• [Aim of the exercise]
Once you find the line with "filename backend/src/handlers/mod.rs" in the data that follows, repeat it and every line after it exactly, through the line with "pub use analytics::*;".

++++ Dataset extract ++++

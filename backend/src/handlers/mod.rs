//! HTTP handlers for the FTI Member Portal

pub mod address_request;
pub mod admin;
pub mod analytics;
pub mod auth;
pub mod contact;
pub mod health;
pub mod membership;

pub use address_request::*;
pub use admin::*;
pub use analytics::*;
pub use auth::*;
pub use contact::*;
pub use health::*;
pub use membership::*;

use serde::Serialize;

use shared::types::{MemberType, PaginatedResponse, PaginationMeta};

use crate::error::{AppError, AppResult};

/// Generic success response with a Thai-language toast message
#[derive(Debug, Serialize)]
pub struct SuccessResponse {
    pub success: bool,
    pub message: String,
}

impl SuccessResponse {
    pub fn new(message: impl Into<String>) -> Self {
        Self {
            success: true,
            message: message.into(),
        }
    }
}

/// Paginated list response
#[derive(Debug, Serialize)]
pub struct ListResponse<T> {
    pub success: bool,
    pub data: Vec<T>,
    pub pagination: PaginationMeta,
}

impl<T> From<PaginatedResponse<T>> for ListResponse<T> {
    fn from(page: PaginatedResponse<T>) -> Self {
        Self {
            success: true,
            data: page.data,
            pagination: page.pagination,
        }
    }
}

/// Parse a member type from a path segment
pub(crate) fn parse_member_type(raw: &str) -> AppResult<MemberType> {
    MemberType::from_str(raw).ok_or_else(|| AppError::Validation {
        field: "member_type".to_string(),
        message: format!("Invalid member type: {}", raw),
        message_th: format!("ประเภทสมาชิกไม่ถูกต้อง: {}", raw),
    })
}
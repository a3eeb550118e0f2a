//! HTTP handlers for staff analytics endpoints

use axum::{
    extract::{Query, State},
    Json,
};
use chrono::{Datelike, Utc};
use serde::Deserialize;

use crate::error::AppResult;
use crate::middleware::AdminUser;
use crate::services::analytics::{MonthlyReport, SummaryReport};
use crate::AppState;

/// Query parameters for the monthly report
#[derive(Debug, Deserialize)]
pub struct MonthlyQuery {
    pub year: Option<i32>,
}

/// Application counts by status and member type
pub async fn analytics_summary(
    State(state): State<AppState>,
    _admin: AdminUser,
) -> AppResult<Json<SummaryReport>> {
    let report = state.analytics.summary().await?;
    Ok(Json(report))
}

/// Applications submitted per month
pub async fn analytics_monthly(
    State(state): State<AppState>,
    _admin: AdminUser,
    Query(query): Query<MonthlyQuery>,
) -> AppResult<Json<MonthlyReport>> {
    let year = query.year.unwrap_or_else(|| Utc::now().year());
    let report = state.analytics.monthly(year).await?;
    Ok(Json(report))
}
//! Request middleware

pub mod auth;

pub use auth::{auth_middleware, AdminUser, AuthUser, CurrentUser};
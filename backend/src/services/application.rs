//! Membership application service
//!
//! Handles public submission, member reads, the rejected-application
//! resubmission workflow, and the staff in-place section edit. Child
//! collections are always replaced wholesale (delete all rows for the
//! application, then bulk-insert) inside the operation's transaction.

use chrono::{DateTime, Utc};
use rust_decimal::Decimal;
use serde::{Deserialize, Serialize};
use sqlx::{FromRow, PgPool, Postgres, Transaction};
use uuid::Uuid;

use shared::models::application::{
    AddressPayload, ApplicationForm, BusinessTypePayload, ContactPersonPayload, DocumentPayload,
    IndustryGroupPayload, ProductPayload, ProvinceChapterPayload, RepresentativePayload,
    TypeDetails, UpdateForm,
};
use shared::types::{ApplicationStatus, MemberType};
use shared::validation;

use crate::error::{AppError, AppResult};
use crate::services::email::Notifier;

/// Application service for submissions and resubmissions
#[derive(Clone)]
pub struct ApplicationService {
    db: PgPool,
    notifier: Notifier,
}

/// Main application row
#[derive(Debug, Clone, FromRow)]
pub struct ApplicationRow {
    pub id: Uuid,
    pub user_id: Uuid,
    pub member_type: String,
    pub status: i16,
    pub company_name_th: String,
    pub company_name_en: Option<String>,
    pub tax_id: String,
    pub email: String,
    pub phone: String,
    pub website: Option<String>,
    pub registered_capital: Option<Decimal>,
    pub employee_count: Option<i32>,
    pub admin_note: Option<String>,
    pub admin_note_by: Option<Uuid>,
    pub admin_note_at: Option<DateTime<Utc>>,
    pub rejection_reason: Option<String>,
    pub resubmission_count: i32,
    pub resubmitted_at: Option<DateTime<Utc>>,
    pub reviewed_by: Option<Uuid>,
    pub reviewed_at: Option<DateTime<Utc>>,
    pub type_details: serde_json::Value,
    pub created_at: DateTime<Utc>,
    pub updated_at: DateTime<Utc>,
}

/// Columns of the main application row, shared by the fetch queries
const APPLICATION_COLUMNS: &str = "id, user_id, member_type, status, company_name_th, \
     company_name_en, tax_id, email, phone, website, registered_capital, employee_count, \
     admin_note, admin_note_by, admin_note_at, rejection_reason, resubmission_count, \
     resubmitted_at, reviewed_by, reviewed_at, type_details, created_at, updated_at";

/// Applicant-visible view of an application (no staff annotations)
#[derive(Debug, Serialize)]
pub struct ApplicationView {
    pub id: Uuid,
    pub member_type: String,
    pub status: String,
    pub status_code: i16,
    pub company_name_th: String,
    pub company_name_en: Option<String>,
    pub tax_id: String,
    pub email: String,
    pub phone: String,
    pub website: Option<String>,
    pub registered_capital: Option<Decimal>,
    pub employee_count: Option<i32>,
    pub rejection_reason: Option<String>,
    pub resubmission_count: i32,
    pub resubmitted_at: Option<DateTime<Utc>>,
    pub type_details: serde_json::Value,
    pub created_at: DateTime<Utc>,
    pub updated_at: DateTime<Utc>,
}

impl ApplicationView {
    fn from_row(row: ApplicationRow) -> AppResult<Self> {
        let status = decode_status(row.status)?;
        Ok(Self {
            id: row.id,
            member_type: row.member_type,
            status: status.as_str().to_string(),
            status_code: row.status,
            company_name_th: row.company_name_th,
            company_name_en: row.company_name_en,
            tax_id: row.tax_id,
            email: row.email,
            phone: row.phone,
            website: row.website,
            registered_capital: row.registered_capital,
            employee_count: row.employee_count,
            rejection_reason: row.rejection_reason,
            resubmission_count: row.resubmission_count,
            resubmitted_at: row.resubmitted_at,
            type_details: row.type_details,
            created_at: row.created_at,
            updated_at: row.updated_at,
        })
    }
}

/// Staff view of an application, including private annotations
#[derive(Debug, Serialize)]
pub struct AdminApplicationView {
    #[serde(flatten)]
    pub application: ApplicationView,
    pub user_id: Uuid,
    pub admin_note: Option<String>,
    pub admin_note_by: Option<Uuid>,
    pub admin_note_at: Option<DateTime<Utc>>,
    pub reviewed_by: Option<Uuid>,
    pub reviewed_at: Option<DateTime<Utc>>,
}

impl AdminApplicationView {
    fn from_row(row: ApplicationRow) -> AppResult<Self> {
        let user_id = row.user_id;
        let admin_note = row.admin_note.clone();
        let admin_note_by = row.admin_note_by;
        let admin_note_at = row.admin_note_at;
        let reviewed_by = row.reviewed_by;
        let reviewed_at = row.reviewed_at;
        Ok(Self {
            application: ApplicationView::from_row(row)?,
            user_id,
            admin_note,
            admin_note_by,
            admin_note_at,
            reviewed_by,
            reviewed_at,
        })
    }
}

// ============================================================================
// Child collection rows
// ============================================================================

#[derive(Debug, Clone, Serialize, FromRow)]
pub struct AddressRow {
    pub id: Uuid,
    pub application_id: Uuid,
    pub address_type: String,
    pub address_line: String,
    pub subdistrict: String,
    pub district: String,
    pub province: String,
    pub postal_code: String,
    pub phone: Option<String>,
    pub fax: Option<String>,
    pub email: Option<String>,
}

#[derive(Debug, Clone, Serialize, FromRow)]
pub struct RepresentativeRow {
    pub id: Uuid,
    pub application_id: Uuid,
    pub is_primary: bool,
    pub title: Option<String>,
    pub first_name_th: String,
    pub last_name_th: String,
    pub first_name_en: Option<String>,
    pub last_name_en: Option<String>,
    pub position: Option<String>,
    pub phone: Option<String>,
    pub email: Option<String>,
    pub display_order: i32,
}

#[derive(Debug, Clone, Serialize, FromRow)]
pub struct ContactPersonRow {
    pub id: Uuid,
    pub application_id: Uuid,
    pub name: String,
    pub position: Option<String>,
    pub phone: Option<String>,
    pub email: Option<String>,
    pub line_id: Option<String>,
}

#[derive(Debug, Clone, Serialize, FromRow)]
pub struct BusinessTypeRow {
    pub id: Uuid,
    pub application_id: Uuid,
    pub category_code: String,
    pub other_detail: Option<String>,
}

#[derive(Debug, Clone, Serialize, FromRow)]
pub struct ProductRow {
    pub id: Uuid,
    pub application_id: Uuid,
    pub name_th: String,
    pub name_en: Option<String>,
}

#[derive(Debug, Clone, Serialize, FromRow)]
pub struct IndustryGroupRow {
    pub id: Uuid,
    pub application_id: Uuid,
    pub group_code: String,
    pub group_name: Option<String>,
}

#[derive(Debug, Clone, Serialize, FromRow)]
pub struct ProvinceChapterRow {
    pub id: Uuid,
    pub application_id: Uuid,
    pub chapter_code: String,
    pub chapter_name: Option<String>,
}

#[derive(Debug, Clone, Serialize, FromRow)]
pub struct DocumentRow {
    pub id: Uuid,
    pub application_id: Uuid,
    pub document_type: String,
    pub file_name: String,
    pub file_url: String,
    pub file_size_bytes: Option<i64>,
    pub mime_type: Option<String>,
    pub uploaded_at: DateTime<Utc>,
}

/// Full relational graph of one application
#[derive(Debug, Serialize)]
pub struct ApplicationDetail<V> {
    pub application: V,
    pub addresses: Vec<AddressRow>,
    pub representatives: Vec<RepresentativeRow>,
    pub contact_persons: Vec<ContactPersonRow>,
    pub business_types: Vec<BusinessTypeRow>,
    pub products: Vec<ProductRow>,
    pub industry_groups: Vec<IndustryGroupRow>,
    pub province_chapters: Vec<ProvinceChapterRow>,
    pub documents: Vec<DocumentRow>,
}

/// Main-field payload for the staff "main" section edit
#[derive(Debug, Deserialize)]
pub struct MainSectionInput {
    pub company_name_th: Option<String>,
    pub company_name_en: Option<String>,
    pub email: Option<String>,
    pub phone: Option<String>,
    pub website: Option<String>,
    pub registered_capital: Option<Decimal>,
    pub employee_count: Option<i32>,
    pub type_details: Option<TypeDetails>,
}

++++
++++ Dataset extract ++++

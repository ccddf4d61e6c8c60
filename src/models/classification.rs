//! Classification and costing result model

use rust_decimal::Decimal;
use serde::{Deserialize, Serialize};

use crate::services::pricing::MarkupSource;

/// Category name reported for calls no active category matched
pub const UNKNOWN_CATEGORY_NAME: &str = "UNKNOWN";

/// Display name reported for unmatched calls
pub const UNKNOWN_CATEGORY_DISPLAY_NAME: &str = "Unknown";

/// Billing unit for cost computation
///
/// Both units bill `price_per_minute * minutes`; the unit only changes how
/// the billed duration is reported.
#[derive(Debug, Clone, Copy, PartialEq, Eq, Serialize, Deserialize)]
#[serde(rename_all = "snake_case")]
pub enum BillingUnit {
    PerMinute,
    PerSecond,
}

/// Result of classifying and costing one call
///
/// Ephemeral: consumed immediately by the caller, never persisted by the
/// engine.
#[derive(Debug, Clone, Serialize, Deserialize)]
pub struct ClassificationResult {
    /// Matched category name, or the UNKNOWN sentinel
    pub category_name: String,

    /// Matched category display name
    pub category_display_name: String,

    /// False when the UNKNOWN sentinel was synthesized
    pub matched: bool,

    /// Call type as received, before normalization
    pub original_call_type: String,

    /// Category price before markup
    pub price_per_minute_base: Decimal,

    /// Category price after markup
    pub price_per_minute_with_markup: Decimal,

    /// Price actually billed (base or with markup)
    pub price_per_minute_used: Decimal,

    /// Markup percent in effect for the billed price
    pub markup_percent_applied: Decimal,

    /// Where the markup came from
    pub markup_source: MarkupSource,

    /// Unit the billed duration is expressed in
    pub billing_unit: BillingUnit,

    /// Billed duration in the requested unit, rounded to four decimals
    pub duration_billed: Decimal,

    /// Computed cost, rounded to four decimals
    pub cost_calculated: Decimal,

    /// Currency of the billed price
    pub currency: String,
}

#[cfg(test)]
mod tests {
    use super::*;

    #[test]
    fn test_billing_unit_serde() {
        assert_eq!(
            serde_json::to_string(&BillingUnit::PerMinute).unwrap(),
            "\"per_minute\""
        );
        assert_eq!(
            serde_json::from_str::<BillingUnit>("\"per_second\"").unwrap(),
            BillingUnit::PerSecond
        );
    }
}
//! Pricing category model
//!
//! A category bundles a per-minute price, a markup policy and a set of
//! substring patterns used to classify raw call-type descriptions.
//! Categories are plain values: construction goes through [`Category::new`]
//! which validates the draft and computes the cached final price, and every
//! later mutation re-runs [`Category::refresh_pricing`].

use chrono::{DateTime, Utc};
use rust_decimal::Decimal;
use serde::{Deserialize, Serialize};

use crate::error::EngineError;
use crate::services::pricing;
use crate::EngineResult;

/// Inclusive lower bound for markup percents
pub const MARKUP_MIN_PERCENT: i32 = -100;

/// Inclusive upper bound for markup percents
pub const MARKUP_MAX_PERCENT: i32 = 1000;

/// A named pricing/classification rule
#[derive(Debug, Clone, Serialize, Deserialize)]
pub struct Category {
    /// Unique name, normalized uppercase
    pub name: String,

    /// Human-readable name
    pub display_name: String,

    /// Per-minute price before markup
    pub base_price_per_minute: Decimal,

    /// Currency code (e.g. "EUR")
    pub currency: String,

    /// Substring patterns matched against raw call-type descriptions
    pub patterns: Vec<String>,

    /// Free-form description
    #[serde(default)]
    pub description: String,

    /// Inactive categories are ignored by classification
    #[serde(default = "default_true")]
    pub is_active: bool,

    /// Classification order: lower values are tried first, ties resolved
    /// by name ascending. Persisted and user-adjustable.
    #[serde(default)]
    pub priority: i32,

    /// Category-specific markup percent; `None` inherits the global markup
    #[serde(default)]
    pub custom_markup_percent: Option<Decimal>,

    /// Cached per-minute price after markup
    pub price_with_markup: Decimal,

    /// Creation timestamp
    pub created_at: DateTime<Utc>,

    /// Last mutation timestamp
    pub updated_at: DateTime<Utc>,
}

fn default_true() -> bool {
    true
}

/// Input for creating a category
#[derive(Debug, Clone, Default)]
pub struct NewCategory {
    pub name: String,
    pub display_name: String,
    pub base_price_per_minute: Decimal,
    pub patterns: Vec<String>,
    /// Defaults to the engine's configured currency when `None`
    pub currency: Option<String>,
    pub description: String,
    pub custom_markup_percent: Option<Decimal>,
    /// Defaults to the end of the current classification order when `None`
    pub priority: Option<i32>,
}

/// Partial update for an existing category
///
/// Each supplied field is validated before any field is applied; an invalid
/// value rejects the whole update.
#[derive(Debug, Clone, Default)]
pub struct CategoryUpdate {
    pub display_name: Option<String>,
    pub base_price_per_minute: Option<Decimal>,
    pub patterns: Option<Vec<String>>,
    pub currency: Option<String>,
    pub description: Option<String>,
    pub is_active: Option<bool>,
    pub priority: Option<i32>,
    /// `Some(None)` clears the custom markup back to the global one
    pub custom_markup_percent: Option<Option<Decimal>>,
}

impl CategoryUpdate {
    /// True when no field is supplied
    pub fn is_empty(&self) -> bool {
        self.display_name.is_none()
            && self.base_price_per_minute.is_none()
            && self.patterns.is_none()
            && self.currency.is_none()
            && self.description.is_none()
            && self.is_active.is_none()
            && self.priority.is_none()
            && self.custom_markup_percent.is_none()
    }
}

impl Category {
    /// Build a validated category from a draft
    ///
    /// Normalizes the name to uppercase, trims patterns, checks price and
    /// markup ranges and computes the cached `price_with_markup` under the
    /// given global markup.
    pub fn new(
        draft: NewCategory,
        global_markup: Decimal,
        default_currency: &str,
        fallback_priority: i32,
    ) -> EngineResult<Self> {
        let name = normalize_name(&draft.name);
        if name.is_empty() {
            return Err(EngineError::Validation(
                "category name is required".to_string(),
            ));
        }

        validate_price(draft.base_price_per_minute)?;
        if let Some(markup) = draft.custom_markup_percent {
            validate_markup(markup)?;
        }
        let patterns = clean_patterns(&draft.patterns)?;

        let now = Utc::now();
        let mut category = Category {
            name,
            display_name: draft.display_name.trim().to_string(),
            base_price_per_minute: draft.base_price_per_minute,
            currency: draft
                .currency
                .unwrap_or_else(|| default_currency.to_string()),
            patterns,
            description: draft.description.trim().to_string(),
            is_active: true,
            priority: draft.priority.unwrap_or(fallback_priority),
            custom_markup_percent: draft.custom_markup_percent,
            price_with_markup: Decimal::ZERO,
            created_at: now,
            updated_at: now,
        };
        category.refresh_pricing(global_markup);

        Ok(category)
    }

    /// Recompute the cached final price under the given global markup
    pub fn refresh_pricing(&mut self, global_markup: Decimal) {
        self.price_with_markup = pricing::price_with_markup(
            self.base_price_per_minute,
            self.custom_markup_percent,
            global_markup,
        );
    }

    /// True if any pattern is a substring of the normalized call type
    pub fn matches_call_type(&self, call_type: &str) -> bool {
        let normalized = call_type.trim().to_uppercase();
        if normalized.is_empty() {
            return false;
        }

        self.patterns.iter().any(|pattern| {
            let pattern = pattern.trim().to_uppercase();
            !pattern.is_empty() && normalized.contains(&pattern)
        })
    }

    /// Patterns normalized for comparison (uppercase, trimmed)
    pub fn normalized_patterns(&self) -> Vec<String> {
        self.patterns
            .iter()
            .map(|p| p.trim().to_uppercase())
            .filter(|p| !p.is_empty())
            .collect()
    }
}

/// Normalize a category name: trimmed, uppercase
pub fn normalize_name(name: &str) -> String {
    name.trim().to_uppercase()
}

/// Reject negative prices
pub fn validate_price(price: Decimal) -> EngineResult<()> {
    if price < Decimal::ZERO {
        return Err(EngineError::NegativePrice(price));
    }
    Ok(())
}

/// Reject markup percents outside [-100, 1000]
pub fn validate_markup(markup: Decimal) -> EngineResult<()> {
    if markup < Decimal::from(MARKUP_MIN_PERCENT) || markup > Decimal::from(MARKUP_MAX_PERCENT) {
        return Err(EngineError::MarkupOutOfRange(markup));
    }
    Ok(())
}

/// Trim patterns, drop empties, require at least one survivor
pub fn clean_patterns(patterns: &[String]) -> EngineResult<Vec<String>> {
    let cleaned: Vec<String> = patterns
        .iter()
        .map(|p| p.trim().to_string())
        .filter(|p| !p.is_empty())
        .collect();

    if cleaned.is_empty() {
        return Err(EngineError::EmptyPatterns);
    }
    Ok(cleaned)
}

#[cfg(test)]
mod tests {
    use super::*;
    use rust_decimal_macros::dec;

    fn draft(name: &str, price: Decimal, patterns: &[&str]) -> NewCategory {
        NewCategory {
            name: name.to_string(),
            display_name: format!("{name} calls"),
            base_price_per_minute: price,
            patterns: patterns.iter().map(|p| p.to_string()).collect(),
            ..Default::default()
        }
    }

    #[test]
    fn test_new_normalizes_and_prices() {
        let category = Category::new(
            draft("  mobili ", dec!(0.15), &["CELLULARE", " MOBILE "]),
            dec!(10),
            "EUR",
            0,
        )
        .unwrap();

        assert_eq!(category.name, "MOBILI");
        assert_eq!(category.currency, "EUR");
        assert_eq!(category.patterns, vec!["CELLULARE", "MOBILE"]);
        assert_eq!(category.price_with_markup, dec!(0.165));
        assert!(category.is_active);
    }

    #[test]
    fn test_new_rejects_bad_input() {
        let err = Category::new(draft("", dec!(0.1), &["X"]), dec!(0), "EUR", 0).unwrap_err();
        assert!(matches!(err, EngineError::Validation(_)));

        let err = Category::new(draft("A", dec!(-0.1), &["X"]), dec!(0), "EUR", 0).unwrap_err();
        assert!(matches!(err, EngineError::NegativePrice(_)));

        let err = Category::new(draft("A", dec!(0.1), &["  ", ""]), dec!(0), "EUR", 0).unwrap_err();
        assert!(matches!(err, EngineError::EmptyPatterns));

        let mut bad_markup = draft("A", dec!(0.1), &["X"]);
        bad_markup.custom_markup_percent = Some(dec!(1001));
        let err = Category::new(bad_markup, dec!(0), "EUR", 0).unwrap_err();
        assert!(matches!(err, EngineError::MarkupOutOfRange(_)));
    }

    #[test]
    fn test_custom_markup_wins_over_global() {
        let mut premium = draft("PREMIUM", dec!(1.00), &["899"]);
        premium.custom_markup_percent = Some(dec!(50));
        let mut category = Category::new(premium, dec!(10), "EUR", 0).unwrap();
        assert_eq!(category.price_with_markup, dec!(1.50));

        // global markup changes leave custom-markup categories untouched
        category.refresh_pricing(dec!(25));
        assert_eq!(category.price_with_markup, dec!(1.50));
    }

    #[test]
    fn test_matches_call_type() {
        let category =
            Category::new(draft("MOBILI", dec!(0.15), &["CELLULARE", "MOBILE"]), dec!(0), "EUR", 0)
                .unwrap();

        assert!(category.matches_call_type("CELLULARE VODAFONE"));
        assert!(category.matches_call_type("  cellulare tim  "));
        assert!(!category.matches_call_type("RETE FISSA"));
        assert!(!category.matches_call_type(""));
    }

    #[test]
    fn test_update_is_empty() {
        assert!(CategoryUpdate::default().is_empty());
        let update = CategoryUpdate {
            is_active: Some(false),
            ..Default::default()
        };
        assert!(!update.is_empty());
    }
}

++++
++++ Dataset extract ++++

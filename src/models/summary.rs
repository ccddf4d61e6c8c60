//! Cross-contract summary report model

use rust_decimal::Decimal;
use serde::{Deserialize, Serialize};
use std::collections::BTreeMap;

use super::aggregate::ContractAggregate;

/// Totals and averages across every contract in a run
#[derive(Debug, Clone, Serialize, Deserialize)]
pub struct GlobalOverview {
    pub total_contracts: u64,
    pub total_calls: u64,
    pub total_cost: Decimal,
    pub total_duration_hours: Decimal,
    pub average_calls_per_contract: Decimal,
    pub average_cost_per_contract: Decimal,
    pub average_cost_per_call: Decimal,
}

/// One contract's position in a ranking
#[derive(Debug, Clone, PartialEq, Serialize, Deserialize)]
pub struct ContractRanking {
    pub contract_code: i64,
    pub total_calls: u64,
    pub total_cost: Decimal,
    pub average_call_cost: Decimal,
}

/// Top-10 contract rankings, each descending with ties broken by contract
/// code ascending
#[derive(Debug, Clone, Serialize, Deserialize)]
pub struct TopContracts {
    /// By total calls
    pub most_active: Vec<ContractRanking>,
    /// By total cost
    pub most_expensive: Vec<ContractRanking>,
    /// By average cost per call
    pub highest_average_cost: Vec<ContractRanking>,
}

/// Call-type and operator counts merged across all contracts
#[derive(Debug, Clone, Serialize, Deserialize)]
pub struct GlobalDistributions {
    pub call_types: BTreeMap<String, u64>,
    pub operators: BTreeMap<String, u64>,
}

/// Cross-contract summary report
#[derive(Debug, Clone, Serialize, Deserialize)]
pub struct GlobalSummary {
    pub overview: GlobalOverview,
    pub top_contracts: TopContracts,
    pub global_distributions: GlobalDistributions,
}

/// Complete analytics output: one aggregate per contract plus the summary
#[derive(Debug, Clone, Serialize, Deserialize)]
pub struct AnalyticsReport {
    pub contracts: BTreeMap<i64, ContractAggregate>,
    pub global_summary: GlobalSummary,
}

++++

• [Output of the exercise]
filename backend/src/handlers/mod.rs
//! HTTP handlers for the FTI Member Portal

pub mod address_request;
pub mod admin;
pub mod analytics;
pub mod auth;
pub mod contact;
pub mod health;
pub mod membership;

pub use address_request::*;
pub use admin::*;
pub use analytics::*;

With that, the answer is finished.